- _What is expected_
Could you please return each line of the data that has the word "describe"?

- _Stored data_
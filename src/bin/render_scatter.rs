use std::fs;
use std::path::PathBuf;

use scatter_rs::api::{ChartVariant, ScatterChart, ScatterConfig};
use scatter_rs::core::Viewport;
use scatter_rs::loader::{DEFAULT_DATASET_URL, source_for_location};
use scatter_rs::render::{HtmlRenderer, NullRenderer, Renderer, SvgRenderer};
use tracing::info;

const DEFAULT_VIEWPORT: (f64, f64) = (1280.0, 800.0);

#[derive(Debug, Clone, Copy, PartialEq, Eq)]
enum OutputFormat {
    Svg,
    Html,
    Json,
}

#[derive(Debug)]
struct CliArgs {
    input: String,
    output: Option<PathBuf>,
    format: OutputFormat,
    variant: Option<ChartVariant>,
    viewport: Viewport,
    config_path: Option<PathBuf>,
    pointer: Option<(f64, f64)>,
}

fn main() {
    let _ = scatter_rs::telemetry::init_default_tracing("info");
    if let Err(err) = run() {
        eprintln!("error: {err}");
        std::process::exit(1);
    }
}

fn run() -> Result<(), String> {
    let args = parse_args()?;

    let mut config = match &args.config_path {
        Some(path) => {
            let raw = fs::read_to_string(path)
                .map_err(|err| format!("failed to read config `{}`: {err}", path.display()))?;
            ScatterConfig::from_json_compat_str(&raw).map_err(|err| err.to_string())?
        }
        None => ScatterConfig::default(),
    };
    if let Some(variant) = args.variant {
        config.variant = variant;
    }

    let source = source_for_location(&args.input, config.load);
    let raw = source
        .load()
        .map_err(|err| format!("could not load dataset from {}: {err}", source.describe()))?;
    info!(source = %source.describe(), records = raw.len(), "dataset loaded");

    let document = match args.format {
        OutputFormat::Svg => {
            let mut chart = ScatterChart::from_raw(SvgRenderer::new(), config, args.viewport, &raw)
                .map_err(|err| err.to_string())?;
            apply_pointer(&mut chart, args.pointer)?;
            chart.render().map_err(|err| err.to_string())?;
            chart.into_renderer().into_document()
        }
        OutputFormat::Html => {
            let mut chart =
                ScatterChart::from_raw(HtmlRenderer::default(), config, args.viewport, &raw)
                    .map_err(|err| err.to_string())?;
            apply_pointer(&mut chart, args.pointer)?;
            chart.render().map_err(|err| err.to_string())?;
            chart.into_renderer().into_document()
        }
        OutputFormat::Json => {
            let mut chart =
                ScatterChart::from_raw(NullRenderer::default(), config, args.viewport, &raw)
                    .map_err(|err| err.to_string())?;
            apply_pointer(&mut chart, args.pointer)?;
            chart.render().map_err(|err| err.to_string())?;
            chart
                .frame_json_contract_v1_pretty()
                .map_err(|err| err.to_string())?
        }
    };

    match &args.output {
        Some(path) => fs::write(path, document)
            .map_err(|err| format!("failed to write `{}`: {err}", path.display()))?,
        None => print!("{document}"),
    }
    Ok(())
}

fn apply_pointer<R: Renderer>(
    chart: &mut ScatterChart<R>,
    pointer: Option<(f64, f64)>,
) -> Result<(), String> {
    let Some((x, y)) = pointer else {
        return Ok(());
    };
    let events = chart.pointer_move(x, y).map_err(|err| err.to_string())?;
    info!(x, y, events = events.len(), "applied pointer position");
    Ok(())
}

fn parse_args() -> Result<CliArgs, String> {
    let mut input = DEFAULT_DATASET_URL.to_owned();
    let mut output = None;
    let mut format = OutputFormat::Svg;
    let mut variant = None;
    let mut viewport = Viewport::new(DEFAULT_VIEWPORT.0, DEFAULT_VIEWPORT.1);
    let mut config_path = None;
    let mut pointer = None;

    let mut args = std::env::args().skip(1);
    while let Some(arg) = args.next() {
        let mut value_for = |flag: &str| {
            args.next()
                .ok_or_else(|| format!("missing value for {flag}"))
        };
        match arg.as_str() {
            "--input" => input = value_for("--input")?,
            "--output" => output = Some(PathBuf::from(value_for("--output")?)),
            "--format" => {
                format = match value_for("--format")?.as_str() {
                    "svg" => OutputFormat::Svg,
                    "html" => OutputFormat::Html,
                    "json" => OutputFormat::Json,
                    other => return Err(format!("unknown format `{other}`")),
                };
            }
            "--variant" => {
                variant = Some(match value_for("--variant")?.as_str() {
                    "doping" => ChartVariant::DopingScatter,
                    "time-series" => ChartVariant::TimeSeries,
                    other => return Err(format!("unknown variant `{other}`")),
                });
            }
            "--viewport" => {
                let (width, height) = parse_pair(&value_for("--viewport")?, 'x')?;
                viewport = Viewport::new(width, height);
            }
            "--config" => config_path = Some(PathBuf::from(value_for("--config")?)),
            "--pointer" => pointer = Some(parse_pair(&value_for("--pointer")?, ',')?),
            "--help" | "-h" => {
                print_usage();
                std::process::exit(0);
            }
            _ => return Err(format!("unknown argument `{arg}`")),
        }
    }

    Ok(CliArgs {
        input,
        output,
        format,
        variant,
        viewport,
        config_path,
        pointer,
    })
}

fn parse_pair(raw: &str, separator: char) -> Result<(f64, f64), String> {
    let (left, right) = raw
        .split_once(separator)
        .ok_or_else(|| format!("expected `A{separator}B`, got `{raw}`"))?;
    let parse = |text: &str| {
        text.trim()
            .parse::<f64>()
            .map_err(|err| format!("invalid number `{text}`: {err}"))
    };
    Ok((parse(left)?, parse(right)?))
}

fn print_usage() {
    println!(
        "render_scatter [--input <url|path>] [--output <path>] [--format svg|html|json]\n\
         \x20              [--variant doping|time-series] [--viewport WxH]\n\
         \x20              [--config <json>] [--pointer X,Y]"
    );
}
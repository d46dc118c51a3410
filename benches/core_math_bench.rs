use criterion::{Criterion, criterion_group, criterion_main};
use scatter_rs::api::{ScatterChart, ScatterConfig};
use scatter_rs::core::{LinearScale, RaceTime, Record, TimeInterval, TimeScale, Viewport};
use scatter_rs::render::{NullRenderer, SvgRenderer};
use std::hint::black_box;

fn synthetic_records(count: usize) -> Vec<Record> {
    (0..count)
        .map(|i| {
            let year = 1990 + (i % 30) as i32;
            let total = 2100 + (i * 7 % 600) as u32;
            let time = RaceTime::new(total / 60, total % 60).expect("generated in range");
            Record::new(year, time, if i % 3 == 0 { "EPO" } else { "" })
        })
        .collect()
}

fn bench_linear_scale_round_trip(c: &mut Criterion) {
    let scale = LinearScale::new((1994.0, 2015.0), (0.0, 660.0)).expect("valid scale");

    c.bench_function("linear_scale_round_trip", |b| {
        b.iter(|| {
            let px = scale.map(black_box(2004.5)).expect("to pixel");
            let _ = scale.invert(px).expect("from pixel");
        })
    });
}

fn bench_race_time_ticks(c: &mut Criterion) {
    let scale = TimeScale::new((-2_208_986_625.0, -2_208_986_000.0), (0.0, 660.0))
        .expect("valid time scale");

    c.bench_function("race_time_ticks_every_15s", |b| {
        b.iter(|| {
            let _ = scale
                .ticks_every(black_box(TimeInterval::Seconds(15)))
                .expect("ticks");
        })
    });
}

fn bench_chart_init_10k(c: &mut Criterion) {
    let records = synthetic_records(10_000);

    c.bench_function("chart_init_10k", |b| {
        b.iter(|| {
            let _ = ScatterChart::new(
                NullRenderer::default(),
                ScatterConfig::default(),
                Viewport::new(1280.0, 800.0),
                black_box(records.clone()),
            )
            .expect("chart init");
        })
    });
}

fn bench_svg_render_10k(c: &mut Criterion) {
    let mut chart = ScatterChart::new(
        SvgRenderer::new(),
        ScatterConfig::default(),
        Viewport::new(1280.0, 800.0),
        synthetic_records(10_000),
    )
    .expect("chart init");

    c.bench_function("svg_render_10k", |b| {
        b.iter(|| {
            chart.render().expect("render");
        })
    });
}

criterion_group!(
    benches,
    bench_linear_scale_round_trip,
    bench_race_time_ticks,
    bench_chart_init_10k,
    bench_svg_render_10k
);
criterion_main!(benches);
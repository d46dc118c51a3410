use serde::{Deserialize, Serialize};

use crate::error::{ScatterError, ScatterResult};
use crate::render::{RenderFrame, Renderer};

use super::{ScatterChart, ScatterConfig};

pub const SCATTER_CONFIG_JSON_SCHEMA_V1: u32 = 1;
pub const RENDER_FRAME_JSON_SCHEMA_V1: u32 = 1;

#[derive(Debug, Clone, PartialEq, Serialize, Deserialize)]
pub struct ScatterConfigJsonContractV1 {
    pub schema_version: u32,
    pub config: ScatterConfig,
}

#[derive(Debug, Clone, PartialEq, Serialize, Deserialize)]
pub struct RenderFrameJsonContractV1 {
    pub schema_version: u32,
    pub frame: RenderFrame,
}

impl ScatterConfig {
    pub fn to_json_contract_v1_pretty(&self) -> ScatterResult<String> {
        let payload = ScatterConfigJsonContractV1 {
            schema_version: SCATTER_CONFIG_JSON_SCHEMA_V1,
            config: self.clone(),
        };
        serde_json::to_string_pretty(&payload).map_err(|e| {
            ScatterError::InvalidData(format!("failed to serialize config contract v1: {e}"))
        })
    }

    /// Accepts either a bare config object or a versioned v1 contract.
    pub fn from_json_compat_str(input: &str) -> ScatterResult<Self> {
        let value: serde_json::Value = serde_json::from_str(input)?;
        let config = if value.get("schema_version").is_some() {
            let payload: ScatterConfigJsonContractV1 = serde_json::from_value(value)?;
            if payload.schema_version != SCATTER_CONFIG_JSON_SCHEMA_V1 {
                return Err(ScatterError::InvalidData(format!(
                    "unsupported config schema version: {}",
                    payload.schema_version
                )));
            }
            payload.config
        } else {
            serde_json::from_value(value)?
        };
        config.validate()?;
        Ok(config)
    }
}

impl RenderFrame {
    pub fn to_json_contract_v1_pretty(&self) -> ScatterResult<String> {
        let payload = RenderFrameJsonContractV1 {
            schema_version: RENDER_FRAME_JSON_SCHEMA_V1,
            frame: self.clone(),
        };
        serde_json::to_string_pretty(&payload).map_err(|e| {
            ScatterError::InvalidData(format!("failed to serialize frame contract v1: {e}"))
        })
    }
}

impl<R: Renderer> ScatterChart<R> {
    pub fn frame_json_contract_v1_pretty(&self) -> ScatterResult<String> {
        self.build_render_frame()?.to_json_contract_v1_pretty()
    }
}
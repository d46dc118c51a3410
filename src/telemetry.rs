//! Telemetry helpers for binaries and applications embedding `scatter-rs`.
//!
//! Library code only emits `tracing` events. Installing a subscriber is left
//! to the host, or to `init_default_tracing` when the `telemetry` feature is on.

/// Initializes a compact `tracing` subscriber filtered by `RUST_LOG`.
///
/// `default_filter` is used when `RUST_LOG` is unset or unparsable.
/// Returns `false` when the feature is disabled or a global subscriber already
/// exists.
#[must_use]
pub fn init_default_tracing(default_filter: &str) -> bool {
    #[cfg(feature = "telemetry")]
    {
        let builder = tracing_subscriber::fmt()
            .with_env_filter(
                tracing_subscriber::EnvFilter::try_from_default_env()
                    .unwrap_or_else(|_| tracing_subscriber::EnvFilter::new(default_filter)),
            )
            .with_writer(std::io::stderr)
            .with_target(false)
            .compact();

        return builder.try_init().is_ok();
    }

    #[cfg(not(feature = "telemetry"))]
    {
        let _ = default_filter;
        false
    }
}
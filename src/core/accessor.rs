use serde::{Deserialize, Serialize};

use crate::core::Record;
use crate::core::primitives::{race_time_to_unix_seconds, year_to_unix_seconds};

/// Extracts one scale input from a record.
pub type Accessor = fn(&Record) -> f64;

/// Numeric year, for linear year axes.
#[must_use]
pub fn year_value(record: &Record) -> f64 {
    f64::from(record.year())
}

/// Unix seconds of 1 January of the record's year, for time year axes.
///
/// Years are range-checked when the record is built, so the fallback is
/// unreachable for validated records.
#[must_use]
pub fn year_instant_value(record: &Record) -> f64 {
    year_to_unix_seconds(record.year()).unwrap_or(f64::NAN)
}

/// The race time as an instant on the race-time epoch.
#[must_use]
pub fn race_time_value(record: &Record) -> f64 {
    race_time_to_unix_seconds(record.time())
}

/// Race time as a plain number of seconds.
#[must_use]
pub fn race_seconds_value(record: &Record) -> f64 {
    f64::from(record.time().total_seconds())
}

/// Named record fields that can drive an axis.
#[derive(Debug, Clone, Copy, PartialEq, Eq, Serialize, Deserialize)]
#[serde(rename_all = "snake_case")]
pub enum RecordField {
    Year,
    YearInstant,
    RaceTime,
    RaceSeconds,
}

impl RecordField {
    #[must_use]
    pub fn accessor(self) -> Accessor {
        match self {
            Self::Year => year_value,
            Self::YearInstant => year_instant_value,
            Self::RaceTime => race_time_value,
            Self::RaceSeconds => race_seconds_value,
        }
    }
}
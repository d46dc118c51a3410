use crate::error::ScatterResult;
use crate::render::{RenderFrame, Renderer};

/// No-op renderer used by tests and headless engine usage.
///
/// It still validates frame content so tests can catch invalid geometry
/// without serializing a document.
#[derive(Debug, Default)]
pub struct NullRenderer {
    pub last_marker_count: usize,
    pub last_axis_count: usize,
    pub last_tick_count: usize,
    pub frames_rendered: usize,
}

impl Renderer for NullRenderer {
    fn render(&mut self, frame: &RenderFrame) -> ScatterResult<()> {
        frame.validate()?;
        self.last_marker_count = frame.markers.len();
        self.last_axis_count = frame.axes.len();
        self.last_tick_count = frame.axes.iter().map(|axis| axis.ticks.len()).sum();
        self.frames_rendered += 1;
        Ok(())
    }
}
use crate::core::Dimensions;
use crate::render::{LegendEntry, LegendFrame, RectPrimitive, TextAnchor, TextPrimitive};

use super::{FillRule, TextStyle};

const SWATCH_PX: f64 = 12.0;
const ROW_HEIGHT_PX: f64 = 20.0;
const CAPTION_GAP_PX: f64 = 6.0;

pub(super) const CLEAN_CAPTION: &str = "No doping allegations";
pub(super) const DOPING_CAPTION: &str = "Riders with doping allegations";

/// Right-aligned legend in the top-right corner of the bounded area, one row
/// per fill category. A constant fill has nothing to explain.
pub(super) fn build_legend(
    fill: FillRule,
    dims: Dimensions,
    style: TextStyle,
) -> Option<LegendFrame> {
    let FillRule::DopingSplit { clean, doping } = fill else {
        return None;
    };

    let entries = [(clean, CLEAN_CAPTION), (doping, DOPING_CAPTION)]
        .into_iter()
        .enumerate()
        .map(|(row, (color, caption))| {
            let top = row as f64 * ROW_HEIGHT_PX;
            LegendEntry {
                swatch: RectPrimitive::new(0.0, top, SWATCH_PX, SWATCH_PX, color),
                caption: TextPrimitive::new(
                    caption,
                    -CAPTION_GAP_PX,
                    top + SWATCH_PX - 2.0,
                    style.legend_font_px,
                    style.color,
                    TextAnchor::End,
                ),
            }
        })
        .collect();

    Some(LegendFrame {
        id: "legend".to_owned(),
        offset: (dims.bounded_width - SWATCH_PX, dims.bounded_height / 2.0),
        entries,
    })
}
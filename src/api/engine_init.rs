use tracing::{debug, info};

use crate::core::{Dimensions, RawRecord, RecordSet, Viewport};
use crate::error::{ScatterError, ScatterResult};
use crate::interaction::TooltipState;
use crate::render::Renderer;

use super::{AxisScale, MarkerProjection, ScatterChart, ScatterConfig, project_markers};

impl<R: Renderer> ScatterChart<R> {
    /// Builds dimensions, scales and markers once; none of them change later.
    pub fn new(
        renderer: R,
        config: ScatterConfig,
        viewport: Viewport,
        records: impl Into<RecordSet>,
    ) -> ScatterResult<Self> {
        if !viewport.is_valid() {
            return Err(ScatterError::InvalidViewport {
                width: viewport.width,
                height: viewport.height,
            });
        }
        config.validate()?;

        let records: RecordSet = records.into();
        let records = records.into_records();
        if records.is_empty() {
            return Err(ScatterError::EmptyDataset);
        }

        let dimensions = Dimensions::from_viewport_with_margin(viewport, config.margin);
        let x_axis = config.x_axis();
        let y_axis = config.y_axis();
        let x_accessor = x_axis.field.accessor();
        let y_accessor = y_axis.field.accessor();

        let x_scale = AxisScale::from_records(
            &records,
            x_accessor,
            x_axis.scale,
            (0.0, dimensions.bounded_width),
        )?;
        let y_scale = AxisScale::from_records(
            &records,
            y_accessor,
            y_axis.scale,
            (0.0, dimensions.bounded_height),
        )?;
        debug!(
            x_domain = ?x_scale.domain(),
            y_domain = ?y_scale.domain(),
            bounded_width = dimensions.bounded_width,
            bounded_height = dimensions.bounded_height,
            "built chart scales"
        );

        let markers = project_markers(
            &records,
            MarkerProjection {
                x_scale,
                y_scale,
                x_accessor,
                y_accessor,
                fill: config.fill_rule(),
                radius: config.marker_radius,
            },
        )?;
        info!(
            variant = ?config.variant,
            records = records.len(),
            side = dimensions.width,
            "scatter chart initialized"
        );

        let tooltip = config.tooltip_config().map(TooltipState::new);
        Ok(Self {
            renderer,
            config,
            dimensions,
            records,
            x_axis,
            y_axis,
            x_scale,
            y_scale,
            markers,
            tooltip,
        })
    }

    /// Validates raw records with the configured policy, then builds the chart.
    pub fn from_raw(
        renderer: R,
        config: ScatterConfig,
        viewport: Viewport,
        raw: &[RawRecord],
    ) -> ScatterResult<Self> {
        let records = RecordSet::from_raw(raw, config.record_policy)?;
        Self::new(renderer, config, viewport, records)
    }
}
use tracing::trace;

use crate::core::Dimensions;
use crate::error::ScatterResult;
use crate::render::{AxisFrame, AxisOrient, AxisTick, LinePrimitive, TextAnchor, TextPrimitive};

use super::axis_ticks::{select_ticks_with_min_spacing, tick_step_hint_from_values};
use super::{AxisConfig, AxisScale, TextStyle};

pub(super) const TICK_SIZE_PX: f64 = 6.0;
pub(super) const TICK_PADDING_PX: f64 = 3.0;
const AXIS_STROKE_PX: f64 = 1.0;
/// Baseline shift that visually centers bottom-axis labels below the tick (0.71em).
const BOTTOM_LABEL_BASELINE_EM: f64 = 0.71;
/// Baseline shift that vertically centers left-axis labels on the tick (0.32em).
const LEFT_LABEL_BASELINE_EM: f64 = 0.32;

/// Builds the bottom (x) axis guide, translated to the bottom of the bounded area.
pub(super) fn build_bottom_axis(
    config: &AxisConfig,
    scale: AxisScale,
    dims: Dimensions,
    style: TextStyle,
) -> ScatterResult<AxisFrame> {
    let ticks = resolve_ticks(config, scale)?;
    let (range_start, range_end) = scale.range();

    let mut tick_lines = Vec::with_capacity(ticks.len());
    let mut tick_labels = Vec::with_capacity(ticks.len());
    for tick in &ticks {
        tick_lines.push(LinePrimitive::new(
            tick.position,
            0.0,
            tick.position,
            TICK_SIZE_PX,
            AXIS_STROKE_PX,
            style.color,
        ));
        tick_labels.push(TextPrimitive::new(
            tick.label.clone(),
            tick.position,
            TICK_SIZE_PX + TICK_PADDING_PX + style.tick_font_px * BOTTOM_LABEL_BASELINE_EM,
            style.tick_font_px,
            style.color,
            TextAnchor::Middle,
        ));
    }

    let label = TextPrimitive::new(
        config.label.clone(),
        dims.bounded_width / 2.0,
        dims.margin.bottom - 10.0,
        style.axis_label_font_px,
        style.color,
        TextAnchor::Middle,
    );

    Ok(AxisFrame {
        id: config.id.clone(),
        orient: AxisOrient::Bottom,
        offset: (0.0, dims.bounded_height),
        domain_line: LinePrimitive::new(
            range_start,
            0.0,
            range_end,
            0.0,
            AXIS_STROKE_PX,
            style.color,
        ),
        ticks,
        tick_lines,
        tick_labels,
        label,
    })
}

/// Builds the left (y) axis guide with a label rotated -90°.
pub(super) fn build_left_axis(
    config: &AxisConfig,
    scale: AxisScale,
    dims: Dimensions,
    style: TextStyle,
) -> ScatterResult<AxisFrame> {
    let ticks = resolve_ticks(config, scale)?;
    let (range_start, range_end) = scale.range();

    let mut tick_lines = Vec::with_capacity(ticks.len());
    let mut tick_labels = Vec::with_capacity(ticks.len());
    for tick in &ticks {
        tick_lines.push(LinePrimitive::new(
            -TICK_SIZE_PX,
            tick.position,
            0.0,
            tick.position,
            AXIS_STROKE_PX,
            style.color,
        ));
        tick_labels.push(TextPrimitive::new(
            tick.label.clone(),
            -(TICK_SIZE_PX + TICK_PADDING_PX),
            tick.position + style.tick_font_px * LEFT_LABEL_BASELINE_EM,
            style.tick_font_px,
            style.color,
            TextAnchor::End,
        ));
    }

    let label = TextPrimitive::new(
        config.label.clone(),
        -dims.bounded_height / 2.0,
        -dims.margin.left + 10.0,
        style.axis_label_font_px,
        style.color,
        TextAnchor::Middle,
    )
    .rotated(-90.0);

    Ok(AxisFrame {
        id: config.id.clone(),
        orient: AxisOrient::Left,
        offset: (0.0, 0.0),
        domain_line: LinePrimitive::new(
            0.0,
            range_start,
            0.0,
            range_end,
            AXIS_STROKE_PX,
            style.color,
        ),
        ticks,
        tick_lines,
        tick_labels,
        label,
    })
}

fn resolve_ticks(config: &AxisConfig, scale: AxisScale) -> ScatterResult<Vec<AxisTick>> {
    let values = scale.ticks(config.ticks)?;
    let step = tick_step_hint_from_values(&values);

    let mut ticks = Vec::with_capacity(values.len());
    for value in values {
        ticks.push(AxisTick {
            value,
            position: scale.map(value)?,
            label: scale.format_tick(value, &config.format, step)?,
        });
    }

    let generated = ticks.len();
    let ticks = select_ticks_with_min_spacing(ticks, config.min_tick_spacing_px);
    trace!(
        axis = %config.id,
        generated,
        kept = ticks.len(),
        "resolved axis ticks"
    );
    Ok(ticks)
}
pub mod accessor;
pub mod primitives;
pub mod record;
pub mod scale;
pub mod time_scale;
pub mod types;

pub use accessor::{Accessor, RecordField};
pub use record::{
    MalformedRecordPolicy, RaceTime, RawRecord, Record, RecordSet, SkippedRecord, YearField,
};
pub use scale::{LinearScale, MAX_TICKS, extent};
pub use time_scale::{DEFAULT_TIME_TICK_COUNT, TimeInterval, TimeScale};
pub use types::{Dimensions, Margin, Viewport};
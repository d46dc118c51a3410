//! scatter-rs: headless scatter-plot engine.
//!
//! Records flow strictly forward: loader → dimensions → scales → render
//! frame → renderer, with an optional tooltip state machine driven by
//! pointer events on the rendered markers.

pub mod api;
pub mod core;
pub mod error;
pub mod interaction;
pub mod loader;
pub mod render;
pub mod telemetry;

pub use api::{ChartVariant, ScatterChart, ScatterConfig};
pub use error::{ScatterError, ScatterResult};
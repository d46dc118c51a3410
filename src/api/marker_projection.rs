use indexmap::IndexMap;

#[cfg(feature = "parallel-projection")]
use rayon::prelude::*;

use crate::core::{Accessor, Record};
use crate::error::ScatterResult;
use crate::interaction::race_time_attribute;
use crate::render::{CirclePrimitive, MarkerPrimitive};

use super::{AxisScale, FillRule};

pub const MARKER_CLASS: &str = "dot";

/// Inputs shared by every marker of one render pass.
#[derive(Debug, Clone, Copy)]
pub struct MarkerProjection {
    pub x_scale: AxisScale,
    pub y_scale: AxisScale,
    pub x_accessor: Accessor,
    pub y_accessor: Accessor,
    pub fill: FillRule,
    pub radius: f64,
}

/// Projects records into markers, one per record, in input order.
pub fn project_markers(
    records: &[Record],
    projection: MarkerProjection,
) -> ScatterResult<Vec<MarkerPrimitive>> {
    #[cfg(feature = "parallel-projection")]
    {
        let projected: Vec<ScatterResult<MarkerPrimitive>> = records
            .par_iter()
            .enumerate()
            .map(|(index, record)| project_single_marker(index, record, projection))
            .collect();
        projected.into_iter().collect()
    }

    #[cfg(not(feature = "parallel-projection"))]
    {
        let mut out = Vec::with_capacity(records.len());
        for (index, record) in records.iter().enumerate() {
            out.push(project_single_marker(index, record, projection)?);
        }
        Ok(out)
    }
}

fn project_single_marker(
    index: usize,
    record: &Record,
    projection: MarkerProjection,
) -> ScatterResult<MarkerPrimitive> {
    let cx = projection.x_scale.map((projection.x_accessor)(record))?;
    let cy = projection.y_scale.map((projection.y_accessor)(record))?;

    let mut attributes = IndexMap::with_capacity(2);
    attributes.insert("data-xvalue".to_owned(), record.year().to_string());
    attributes.insert("data-yvalue".to_owned(), race_time_attribute(record));

    Ok(MarkerPrimitive {
        index,
        circle: CirclePrimitive::new(cx, cy, projection.radius, projection.fill.fill_for(record)),
        class_name: MARKER_CLASS.to_owned(),
        attributes,
    })
}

- _Task output_
        .map_err(|err| format!("could not load dataset from {}: {err}", source.describe()))?;
    info!(source = %source.describe(), records = raw.len(), "dataset loaded");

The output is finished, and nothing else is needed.